== Task to carry out ==
Copy each of the following entries back without change.

== The data ==

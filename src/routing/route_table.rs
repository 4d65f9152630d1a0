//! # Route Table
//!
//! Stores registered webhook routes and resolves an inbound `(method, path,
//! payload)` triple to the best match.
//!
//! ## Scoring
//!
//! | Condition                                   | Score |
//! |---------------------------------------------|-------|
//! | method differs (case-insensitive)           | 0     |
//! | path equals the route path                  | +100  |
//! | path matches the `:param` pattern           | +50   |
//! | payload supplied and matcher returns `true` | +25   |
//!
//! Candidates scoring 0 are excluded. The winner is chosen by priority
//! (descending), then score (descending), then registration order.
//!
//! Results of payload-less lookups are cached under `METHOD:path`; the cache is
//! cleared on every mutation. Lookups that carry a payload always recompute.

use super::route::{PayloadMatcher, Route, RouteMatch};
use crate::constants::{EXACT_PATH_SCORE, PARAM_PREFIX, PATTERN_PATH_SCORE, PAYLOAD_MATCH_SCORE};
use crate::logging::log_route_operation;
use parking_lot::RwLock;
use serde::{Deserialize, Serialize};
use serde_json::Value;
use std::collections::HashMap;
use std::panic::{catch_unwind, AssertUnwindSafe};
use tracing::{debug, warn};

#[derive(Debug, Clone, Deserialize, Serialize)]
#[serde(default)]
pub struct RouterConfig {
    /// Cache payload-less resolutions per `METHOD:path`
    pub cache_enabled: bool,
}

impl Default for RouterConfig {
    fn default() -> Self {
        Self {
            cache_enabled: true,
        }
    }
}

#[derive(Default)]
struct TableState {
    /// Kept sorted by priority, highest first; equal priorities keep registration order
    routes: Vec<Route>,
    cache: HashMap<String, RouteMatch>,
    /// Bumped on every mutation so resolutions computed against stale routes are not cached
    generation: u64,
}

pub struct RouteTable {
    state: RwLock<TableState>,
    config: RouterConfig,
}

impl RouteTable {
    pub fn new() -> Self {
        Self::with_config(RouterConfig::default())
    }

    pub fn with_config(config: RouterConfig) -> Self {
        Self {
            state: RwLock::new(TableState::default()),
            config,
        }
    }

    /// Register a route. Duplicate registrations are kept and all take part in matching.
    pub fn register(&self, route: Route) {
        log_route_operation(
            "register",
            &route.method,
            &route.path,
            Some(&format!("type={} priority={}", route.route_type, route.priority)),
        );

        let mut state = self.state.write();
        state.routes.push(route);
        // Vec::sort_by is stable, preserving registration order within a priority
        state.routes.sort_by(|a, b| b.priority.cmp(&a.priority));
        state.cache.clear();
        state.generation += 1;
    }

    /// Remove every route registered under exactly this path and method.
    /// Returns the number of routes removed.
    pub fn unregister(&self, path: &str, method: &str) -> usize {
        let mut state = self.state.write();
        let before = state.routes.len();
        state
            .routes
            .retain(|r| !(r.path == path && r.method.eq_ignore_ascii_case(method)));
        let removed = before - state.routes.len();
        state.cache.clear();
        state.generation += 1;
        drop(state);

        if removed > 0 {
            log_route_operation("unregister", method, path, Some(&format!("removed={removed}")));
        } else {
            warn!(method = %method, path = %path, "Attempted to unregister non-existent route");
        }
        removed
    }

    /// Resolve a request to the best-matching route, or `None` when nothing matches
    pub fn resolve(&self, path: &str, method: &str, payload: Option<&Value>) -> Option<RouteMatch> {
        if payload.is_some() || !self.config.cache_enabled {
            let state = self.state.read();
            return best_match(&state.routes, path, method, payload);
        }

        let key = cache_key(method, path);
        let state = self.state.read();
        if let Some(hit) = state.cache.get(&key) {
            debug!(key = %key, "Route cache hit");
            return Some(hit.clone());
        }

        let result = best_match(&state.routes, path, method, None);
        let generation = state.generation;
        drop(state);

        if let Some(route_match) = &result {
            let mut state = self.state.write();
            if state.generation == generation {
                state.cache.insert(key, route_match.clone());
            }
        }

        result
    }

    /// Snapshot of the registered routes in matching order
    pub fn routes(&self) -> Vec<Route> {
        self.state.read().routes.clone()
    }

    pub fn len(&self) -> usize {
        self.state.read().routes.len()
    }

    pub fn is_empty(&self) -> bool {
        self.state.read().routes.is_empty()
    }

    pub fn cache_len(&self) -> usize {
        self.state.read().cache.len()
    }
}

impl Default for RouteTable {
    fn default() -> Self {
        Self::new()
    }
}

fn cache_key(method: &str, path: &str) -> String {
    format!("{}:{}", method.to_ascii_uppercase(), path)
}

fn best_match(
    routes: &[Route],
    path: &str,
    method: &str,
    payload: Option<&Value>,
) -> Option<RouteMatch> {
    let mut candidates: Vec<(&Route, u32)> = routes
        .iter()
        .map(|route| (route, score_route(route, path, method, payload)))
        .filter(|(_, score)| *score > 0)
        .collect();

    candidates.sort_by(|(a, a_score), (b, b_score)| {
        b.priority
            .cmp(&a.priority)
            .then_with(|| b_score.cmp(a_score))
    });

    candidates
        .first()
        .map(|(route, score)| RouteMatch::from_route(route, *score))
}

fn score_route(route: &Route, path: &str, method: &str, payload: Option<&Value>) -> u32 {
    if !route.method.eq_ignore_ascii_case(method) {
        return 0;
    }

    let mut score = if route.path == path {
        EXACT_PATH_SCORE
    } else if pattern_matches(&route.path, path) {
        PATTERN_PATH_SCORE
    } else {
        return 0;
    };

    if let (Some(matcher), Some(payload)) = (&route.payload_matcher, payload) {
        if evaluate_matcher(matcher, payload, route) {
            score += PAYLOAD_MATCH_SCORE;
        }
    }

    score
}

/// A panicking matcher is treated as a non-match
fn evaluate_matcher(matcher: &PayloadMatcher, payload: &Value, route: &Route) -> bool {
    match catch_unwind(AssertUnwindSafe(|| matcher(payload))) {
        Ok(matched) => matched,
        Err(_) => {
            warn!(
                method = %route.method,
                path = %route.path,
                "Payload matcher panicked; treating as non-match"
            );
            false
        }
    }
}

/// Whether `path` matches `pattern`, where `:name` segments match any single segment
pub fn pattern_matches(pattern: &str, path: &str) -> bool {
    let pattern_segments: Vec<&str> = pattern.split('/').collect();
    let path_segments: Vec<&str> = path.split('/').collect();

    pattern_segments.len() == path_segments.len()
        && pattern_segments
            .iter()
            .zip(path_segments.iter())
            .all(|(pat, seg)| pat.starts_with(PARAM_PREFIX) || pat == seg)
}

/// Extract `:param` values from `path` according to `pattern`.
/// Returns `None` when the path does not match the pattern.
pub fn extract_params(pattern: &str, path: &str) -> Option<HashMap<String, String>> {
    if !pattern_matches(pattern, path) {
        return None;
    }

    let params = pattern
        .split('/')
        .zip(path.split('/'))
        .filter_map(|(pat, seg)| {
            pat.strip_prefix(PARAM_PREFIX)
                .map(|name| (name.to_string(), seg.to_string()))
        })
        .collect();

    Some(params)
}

== Expected answer ==
filename src/routing/route_table.rs
repository 4d65f9152630d1a0
//! # Route Table
//!
//! Stores registered webhook routes and resolves an inbound `(method, path,
//! payload)` triple to the best match.
//!
//! ## Scoring
//!
//! | Condition                                   | Score |
//! |---------------------------------------------|-------|
//! | method differs (case-insensitive)           | 0     |
//! | path equals the route path                  | +100  |
//! | path matches the `:param` pattern           | +50   |
//! | payload supplied and matcher returns `true` | +25   |
//!
//! Candidates scoring 0 are excluded. The winner is chosen by priority
//! (descending), then score (descending), then registration order.
//!
//! Results of payload-less lookups are cached under `METHOD:path`; the cache is
//! cleared on every mutation. Lookups that carry a payload always recompute.

use super::route::{PayloadMatcher, Route, RouteMatch};
use crate::constants::{EXACT_PATH_SCORE, PARAM_PREFIX, PATTERN_PATH_SCORE, PAYLOAD_MATCH_SCORE};
use crate::logging::log_route_operation;
use parking_lot::RwLock;
use serde::{Deserialize, Serialize};
use serde_json::Value;
use std::collections::HashMap;
use std::panic::{catch_unwind, AssertUnwindSafe};
use tracing::{debug, warn};

#[derive(Debug, Clone, Deserialize, Serialize)]
#[serde(default)]
pub struct RouterConfig {
    /// Cache payload-less resolutions per `METHOD:path`
    pub cache_enabled: bool,
}

impl Default for RouterConfig {
    fn default() -> Self {
        Self {
            cache_enabled: true,
        }
    }
}

#[derive(Default)]
struct TableState {
    /// Kept sorted by priority, highest first; equal priorities keep registration order
    routes: Vec<Route>,
    cache: HashMap<String, RouteMatch>,
    /// Bumped on every mutation so resolutions computed against stale routes are not cached
    generation: u64,
}

pub struct RouteTable {
    state: RwLock<TableState>,
    config: RouterConfig,
}

impl RouteTable {
    pub fn new() -> Self {
        Self::with_config(RouterConfig::default())
    }

    pub fn with_config(config: RouterConfig) -> Self {
        Self {
            state: RwLock::new(TableState::default()),
            config,
        }
    }

    /// Register a route. Duplicate registrations are kept and all take part in matching.
    pub fn register(&self, route: Route) {
        log_route_operation(
            "register",
            &route.method,
            &route.path,
            Some(&format!("type={} priority={}", route.route_type, route.priority)),
        );

        let mut state = self.state.write();
        state.routes.push(route);
        // Vec::sort_by is stable, preserving registration order within a priority
        state.routes.sort_by(|a, b| b.priority.cmp(&a.priority));
        state.cache.clear();
        state.generation += 1;
    }

    /// Remove every route registered under exactly this path and method.
    /// Returns the number of routes removed.
    pub fn unregister(&self, path: &str, method: &str) -> usize {
        let mut state = self.state.write();
        let before = state.routes.len();
        state
            .routes
            .retain(|r| !(r.path == path && r.method.eq_ignore_ascii_case(method)));
        let removed = before - state.routes.len();
        state.cache.clear();
        state.generation += 1;
        drop(state);

        if removed > 0 {
            log_route_operation("unregister", method, path, Some(&format!("removed={removed}")));
        } else {
            warn!(method = %method, path = %path, "Attempted to unregister non-existent route");
        }
        removed
    }

    /// Resolve a request to the best-matching route, or `None` when nothing matches
    pub fn resolve(&self, path: &str, method: &str, payload: Option<&Value>) -> Option<RouteMatch> {
        if payload.is_some() || !self.config.cache_enabled {
            let state = self.state.read();
            return best_match(&state.routes, path, method, payload);
        }

        let key = cache_key(method, path);
        let state = self.state.read();
        if let Some(hit) = state.cache.get(&key) {
            debug!(key = %key, "Route cache hit");
            return Some(hit.clone());
        }

        let result = best_match(&state.routes, path, method, None);
        let generation = state.generation;
        drop(state);

        if let Some(route_match) = &result {
            let mut state = self.state.write();
            if state.generation == generation {
                state.cache.insert(key, route_match.clone());
            }
        }

        result
    }

    /// Snapshot of the registered routes in matching order
    pub fn routes(&self) -> Vec<Route> {
        self.state.read().routes.clone()
    }

    pub fn len(&self) -> usize {
        self.state.read().routes.len()
    }

    pub fn is_empty(&self) -> bool {
        self.state.read().routes.is_empty()
    }

    pub fn cache_len(&self) -> usize {
        self.state.read().cache.len()
    }
}

impl Default for RouteTable {
    fn default() -> Self {
        Self::new()
    }
}

fn cache_key(method: &str, path: &str) -> String {
    format!("{}:{}", method.to_ascii_uppercase(), path)
}

fn best_match(
    routes: &[Route],
    path: &str,
    method: &str,
    payload: Option<&Value>,
) -> Option<RouteMatch> {
    let mut candidates: Vec<(&Route, u32)> = routes
        .iter()
        .map(|route| (route, score_route(route, path, method, payload)))
        .filter(|(_, score)| *score > 0)
        .collect();

    candidates.sort_by(|(a, a_score), (b, b_score)| {
        b.priority
            .cmp(&a.priority)
            .then_with(|| b_score.cmp(a_score))
    });

    candidates
        .first()
        .map(|(route, score)| RouteMatch::from_route(route, *score))
}

fn score_route(route: &Route, path: &str, method: &str, payload: Option<&Value>) -> u32 {
    if !route.method.eq_ignore_ascii_case(method) {
        return 0;
    }

    let mut score = if route.path == path {
        EXACT_PATH_SCORE
    } else if pattern_matches(&route.path, path) {
        PATTERN_PATH_SCORE
    } else {
        return 0;
    };

    if let (Some(matcher), Some(payload)) = (&route.payload_matcher, payload) {
        if evaluate_matcher(matcher, payload, route) {
            score += PAYLOAD_MATCH_SCORE;
        }
    }

    score
}

/// A panicking matcher is treated as a non-match
fn evaluate_matcher(matcher: &PayloadMatcher, payload: &Value, route: &Route) -> bool {
    match catch_unwind(AssertUnwindSafe(|| matcher(payload))) {
        Ok(matched) => matched,
        Err(_) => {
            warn!(
                method = %route.method,
                path = %route.path,
                "Payload matcher panicked; treating as non-match"
            );
            false
        }
    }
}

/// Whether `path` matches `pattern`, where `:name` segments match any single segment
pub fn pattern_matches(pattern: &str, path: &str) -> bool {
    let pattern_segments: Vec<&str> = pattern.split('/').collect();
    let path_segments: Vec<&str> = path.split('/').collect();

    pattern_segments.len() == path_segments.len()
        && pattern_segments
            .iter()
            .zip(path_segments.iter())
            .all(|(pat, seg)| pat.starts_with(PARAM_PREFIX) || pat == seg)
}

/// Extract `:param` values from `path` according to `pattern`.
/// Returns `None` when the path does not match the pattern.
pub fn extract_params(pattern: &str, path: &str) -> Option<HashMap<String, String>> {
    if !pattern_matches(pattern, path) {
        return None;
    }

    let params = pattern
        .split('/')
        .zip(path.split('/'))
        .filter_map(|(pat, seg)| {
            pat.strip_prefix(PARAM_PREFIX)
                .map(|name| (name.to_string(), seg.to_string()))
        })
        .collect();

    Some(params)
}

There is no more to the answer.